**TASK BRIEF:**
Which lines in the data contain the word "LogicalExpire"? Please copy each of them.

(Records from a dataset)
BEGIN

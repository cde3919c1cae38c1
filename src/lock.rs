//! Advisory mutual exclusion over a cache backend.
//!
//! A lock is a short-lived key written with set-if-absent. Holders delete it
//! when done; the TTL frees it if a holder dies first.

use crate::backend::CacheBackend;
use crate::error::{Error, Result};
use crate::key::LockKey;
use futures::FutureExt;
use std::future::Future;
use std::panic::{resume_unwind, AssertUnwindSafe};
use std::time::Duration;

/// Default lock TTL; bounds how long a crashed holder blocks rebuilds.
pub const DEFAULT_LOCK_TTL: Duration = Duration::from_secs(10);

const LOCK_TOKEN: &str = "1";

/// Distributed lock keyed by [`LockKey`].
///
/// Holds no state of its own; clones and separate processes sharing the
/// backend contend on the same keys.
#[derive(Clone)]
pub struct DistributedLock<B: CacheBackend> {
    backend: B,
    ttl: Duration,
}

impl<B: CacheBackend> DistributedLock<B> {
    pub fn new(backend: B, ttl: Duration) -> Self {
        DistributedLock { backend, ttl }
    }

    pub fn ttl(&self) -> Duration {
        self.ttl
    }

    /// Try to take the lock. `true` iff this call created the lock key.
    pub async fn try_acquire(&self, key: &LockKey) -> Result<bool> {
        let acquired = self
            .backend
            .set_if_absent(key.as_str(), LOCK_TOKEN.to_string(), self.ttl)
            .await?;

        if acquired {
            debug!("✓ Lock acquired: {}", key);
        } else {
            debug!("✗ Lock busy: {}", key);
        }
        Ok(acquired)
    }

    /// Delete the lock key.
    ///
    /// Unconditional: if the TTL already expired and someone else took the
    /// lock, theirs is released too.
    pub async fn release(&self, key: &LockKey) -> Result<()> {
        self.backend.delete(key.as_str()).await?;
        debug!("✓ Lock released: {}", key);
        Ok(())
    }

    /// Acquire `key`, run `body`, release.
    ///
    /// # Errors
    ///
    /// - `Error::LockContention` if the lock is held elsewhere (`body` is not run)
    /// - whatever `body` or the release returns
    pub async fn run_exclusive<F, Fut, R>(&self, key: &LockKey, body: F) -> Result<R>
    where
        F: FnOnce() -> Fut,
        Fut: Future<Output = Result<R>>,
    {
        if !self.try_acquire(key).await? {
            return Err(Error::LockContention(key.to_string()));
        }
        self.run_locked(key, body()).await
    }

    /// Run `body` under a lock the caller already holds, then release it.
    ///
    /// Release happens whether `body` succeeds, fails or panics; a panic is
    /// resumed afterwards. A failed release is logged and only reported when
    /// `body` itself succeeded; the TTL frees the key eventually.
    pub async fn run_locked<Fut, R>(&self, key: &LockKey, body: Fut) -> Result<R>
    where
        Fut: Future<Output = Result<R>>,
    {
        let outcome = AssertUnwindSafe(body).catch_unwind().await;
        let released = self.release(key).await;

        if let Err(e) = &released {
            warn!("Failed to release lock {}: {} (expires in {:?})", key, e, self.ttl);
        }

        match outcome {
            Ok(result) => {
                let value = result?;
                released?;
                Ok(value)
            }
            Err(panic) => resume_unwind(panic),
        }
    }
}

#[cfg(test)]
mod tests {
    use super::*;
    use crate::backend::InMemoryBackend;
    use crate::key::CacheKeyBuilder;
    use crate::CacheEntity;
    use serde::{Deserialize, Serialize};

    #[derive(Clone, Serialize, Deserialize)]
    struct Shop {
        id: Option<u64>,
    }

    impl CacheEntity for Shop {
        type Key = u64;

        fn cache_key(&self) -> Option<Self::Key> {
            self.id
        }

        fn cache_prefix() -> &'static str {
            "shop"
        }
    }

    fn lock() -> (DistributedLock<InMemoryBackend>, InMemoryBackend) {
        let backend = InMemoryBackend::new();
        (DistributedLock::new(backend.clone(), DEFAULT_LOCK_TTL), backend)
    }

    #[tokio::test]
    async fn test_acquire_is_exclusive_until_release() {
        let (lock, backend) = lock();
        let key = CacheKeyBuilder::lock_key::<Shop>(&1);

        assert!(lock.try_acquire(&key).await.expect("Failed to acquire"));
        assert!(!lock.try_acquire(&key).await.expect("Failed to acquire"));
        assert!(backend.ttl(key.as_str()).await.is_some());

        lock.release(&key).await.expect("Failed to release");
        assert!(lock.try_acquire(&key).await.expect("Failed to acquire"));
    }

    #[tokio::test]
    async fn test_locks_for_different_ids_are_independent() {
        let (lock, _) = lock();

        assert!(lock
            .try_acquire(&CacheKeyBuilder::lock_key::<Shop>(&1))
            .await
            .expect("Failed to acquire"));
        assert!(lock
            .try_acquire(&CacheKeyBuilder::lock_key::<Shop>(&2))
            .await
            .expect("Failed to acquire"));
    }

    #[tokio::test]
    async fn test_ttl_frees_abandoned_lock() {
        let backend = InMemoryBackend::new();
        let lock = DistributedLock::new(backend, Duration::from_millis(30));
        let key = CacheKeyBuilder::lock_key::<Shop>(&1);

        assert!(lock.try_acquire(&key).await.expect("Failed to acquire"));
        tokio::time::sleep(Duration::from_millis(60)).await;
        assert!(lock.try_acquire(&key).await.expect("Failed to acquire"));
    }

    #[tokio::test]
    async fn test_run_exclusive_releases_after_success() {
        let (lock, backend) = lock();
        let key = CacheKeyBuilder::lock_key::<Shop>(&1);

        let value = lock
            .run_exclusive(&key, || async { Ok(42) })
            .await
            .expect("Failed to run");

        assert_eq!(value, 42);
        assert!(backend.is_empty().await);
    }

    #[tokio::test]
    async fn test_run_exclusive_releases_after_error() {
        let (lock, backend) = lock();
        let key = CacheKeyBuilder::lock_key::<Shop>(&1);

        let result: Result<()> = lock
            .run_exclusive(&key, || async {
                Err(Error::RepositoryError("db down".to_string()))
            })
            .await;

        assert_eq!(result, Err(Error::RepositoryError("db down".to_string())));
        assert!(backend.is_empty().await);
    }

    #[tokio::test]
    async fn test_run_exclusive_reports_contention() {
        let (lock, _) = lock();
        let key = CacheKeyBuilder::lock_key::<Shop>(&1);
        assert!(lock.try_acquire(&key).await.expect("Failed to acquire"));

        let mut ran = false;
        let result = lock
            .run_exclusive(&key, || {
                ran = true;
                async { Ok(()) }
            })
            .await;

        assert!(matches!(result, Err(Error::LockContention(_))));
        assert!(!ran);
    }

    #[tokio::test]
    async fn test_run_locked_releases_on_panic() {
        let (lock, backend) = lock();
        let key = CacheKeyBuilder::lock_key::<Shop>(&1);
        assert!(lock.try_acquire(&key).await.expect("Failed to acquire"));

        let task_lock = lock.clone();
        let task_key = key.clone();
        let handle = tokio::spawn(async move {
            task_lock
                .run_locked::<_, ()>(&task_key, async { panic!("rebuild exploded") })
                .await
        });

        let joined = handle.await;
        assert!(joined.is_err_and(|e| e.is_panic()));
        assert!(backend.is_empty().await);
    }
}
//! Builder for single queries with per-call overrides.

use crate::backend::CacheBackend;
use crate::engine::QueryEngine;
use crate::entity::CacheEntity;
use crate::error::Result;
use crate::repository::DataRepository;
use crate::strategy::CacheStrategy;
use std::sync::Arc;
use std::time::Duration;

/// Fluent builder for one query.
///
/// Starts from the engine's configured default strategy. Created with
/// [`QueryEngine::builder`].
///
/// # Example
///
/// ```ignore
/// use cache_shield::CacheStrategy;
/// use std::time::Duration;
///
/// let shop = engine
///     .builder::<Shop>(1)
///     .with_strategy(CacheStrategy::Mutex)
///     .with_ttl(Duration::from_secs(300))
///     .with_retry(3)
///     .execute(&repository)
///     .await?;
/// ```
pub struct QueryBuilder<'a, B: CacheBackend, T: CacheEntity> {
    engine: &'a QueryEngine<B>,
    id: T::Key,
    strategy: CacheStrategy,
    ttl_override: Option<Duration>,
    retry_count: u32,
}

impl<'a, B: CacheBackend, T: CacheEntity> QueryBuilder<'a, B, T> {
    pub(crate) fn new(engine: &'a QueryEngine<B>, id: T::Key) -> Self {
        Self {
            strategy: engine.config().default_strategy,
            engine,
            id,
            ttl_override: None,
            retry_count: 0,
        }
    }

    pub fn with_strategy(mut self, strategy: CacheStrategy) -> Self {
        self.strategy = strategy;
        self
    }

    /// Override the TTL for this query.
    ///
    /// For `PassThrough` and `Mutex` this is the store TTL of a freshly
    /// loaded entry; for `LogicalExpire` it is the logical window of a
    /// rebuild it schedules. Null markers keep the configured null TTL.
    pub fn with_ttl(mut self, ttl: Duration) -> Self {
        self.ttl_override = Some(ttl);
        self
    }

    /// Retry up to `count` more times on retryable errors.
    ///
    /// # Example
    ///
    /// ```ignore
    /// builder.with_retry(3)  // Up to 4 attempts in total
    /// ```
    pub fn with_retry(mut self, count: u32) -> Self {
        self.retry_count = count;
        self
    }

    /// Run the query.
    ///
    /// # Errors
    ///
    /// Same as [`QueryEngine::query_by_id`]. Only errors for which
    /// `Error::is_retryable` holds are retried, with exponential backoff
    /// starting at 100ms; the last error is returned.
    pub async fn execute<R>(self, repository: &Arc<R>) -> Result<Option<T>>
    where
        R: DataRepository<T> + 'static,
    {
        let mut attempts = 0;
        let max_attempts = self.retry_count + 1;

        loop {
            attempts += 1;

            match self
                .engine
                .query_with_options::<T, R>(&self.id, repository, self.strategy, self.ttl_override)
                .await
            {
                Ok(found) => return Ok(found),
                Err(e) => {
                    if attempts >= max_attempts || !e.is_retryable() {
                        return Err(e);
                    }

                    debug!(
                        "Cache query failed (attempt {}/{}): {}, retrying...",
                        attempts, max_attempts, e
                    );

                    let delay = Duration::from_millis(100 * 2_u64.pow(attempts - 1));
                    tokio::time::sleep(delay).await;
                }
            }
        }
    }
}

END
BEGIN

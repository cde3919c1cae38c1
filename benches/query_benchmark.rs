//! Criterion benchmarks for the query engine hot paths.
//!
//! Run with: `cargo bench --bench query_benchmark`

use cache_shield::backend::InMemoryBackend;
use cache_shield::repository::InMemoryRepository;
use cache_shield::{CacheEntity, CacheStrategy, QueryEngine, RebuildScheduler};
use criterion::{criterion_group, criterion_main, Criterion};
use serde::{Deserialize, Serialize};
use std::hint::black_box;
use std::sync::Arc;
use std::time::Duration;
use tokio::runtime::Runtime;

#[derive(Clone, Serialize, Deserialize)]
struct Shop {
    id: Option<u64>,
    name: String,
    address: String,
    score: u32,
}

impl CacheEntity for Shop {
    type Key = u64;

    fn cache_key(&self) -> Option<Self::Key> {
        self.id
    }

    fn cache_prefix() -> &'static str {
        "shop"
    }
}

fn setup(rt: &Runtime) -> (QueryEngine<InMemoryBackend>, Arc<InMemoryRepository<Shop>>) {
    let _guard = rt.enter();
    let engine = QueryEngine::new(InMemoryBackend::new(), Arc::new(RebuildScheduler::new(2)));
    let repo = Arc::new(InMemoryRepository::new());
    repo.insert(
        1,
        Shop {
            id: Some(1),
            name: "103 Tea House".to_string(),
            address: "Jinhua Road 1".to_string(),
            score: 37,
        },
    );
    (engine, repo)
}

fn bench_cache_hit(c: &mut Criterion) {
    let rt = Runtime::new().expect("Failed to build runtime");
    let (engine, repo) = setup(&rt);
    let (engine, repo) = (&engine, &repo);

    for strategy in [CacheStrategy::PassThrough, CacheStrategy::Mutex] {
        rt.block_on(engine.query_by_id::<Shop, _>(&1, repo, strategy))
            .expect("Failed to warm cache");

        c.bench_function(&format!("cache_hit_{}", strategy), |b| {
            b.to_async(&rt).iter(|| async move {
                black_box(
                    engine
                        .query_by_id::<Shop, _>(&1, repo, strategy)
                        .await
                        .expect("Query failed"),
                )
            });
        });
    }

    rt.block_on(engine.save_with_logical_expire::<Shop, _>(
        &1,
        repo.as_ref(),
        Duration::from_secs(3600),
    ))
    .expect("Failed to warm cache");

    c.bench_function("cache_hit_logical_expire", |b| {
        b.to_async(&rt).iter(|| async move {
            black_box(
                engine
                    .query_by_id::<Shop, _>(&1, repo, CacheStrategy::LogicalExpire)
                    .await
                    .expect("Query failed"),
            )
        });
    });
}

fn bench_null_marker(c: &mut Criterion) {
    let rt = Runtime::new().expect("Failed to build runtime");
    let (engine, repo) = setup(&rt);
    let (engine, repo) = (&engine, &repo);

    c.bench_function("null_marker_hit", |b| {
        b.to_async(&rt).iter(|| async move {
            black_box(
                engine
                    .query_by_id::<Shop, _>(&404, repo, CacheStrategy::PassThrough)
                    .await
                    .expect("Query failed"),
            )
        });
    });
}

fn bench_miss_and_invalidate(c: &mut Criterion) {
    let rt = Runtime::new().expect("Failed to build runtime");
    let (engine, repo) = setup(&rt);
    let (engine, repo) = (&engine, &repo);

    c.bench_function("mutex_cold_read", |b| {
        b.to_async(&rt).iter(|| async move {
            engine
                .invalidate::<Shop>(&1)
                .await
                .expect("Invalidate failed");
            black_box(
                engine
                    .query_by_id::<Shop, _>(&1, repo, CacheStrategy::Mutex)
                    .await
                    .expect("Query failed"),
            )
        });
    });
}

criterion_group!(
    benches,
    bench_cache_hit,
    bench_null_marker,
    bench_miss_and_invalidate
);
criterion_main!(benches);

END

**WRITTEN RESPONSE:**
    /// loaded entry; for `LogicalExpire` it is the logical window of a
                    .query_by_id::<Shop, _>(&1, repo, CacheStrategy::LogicalExpire)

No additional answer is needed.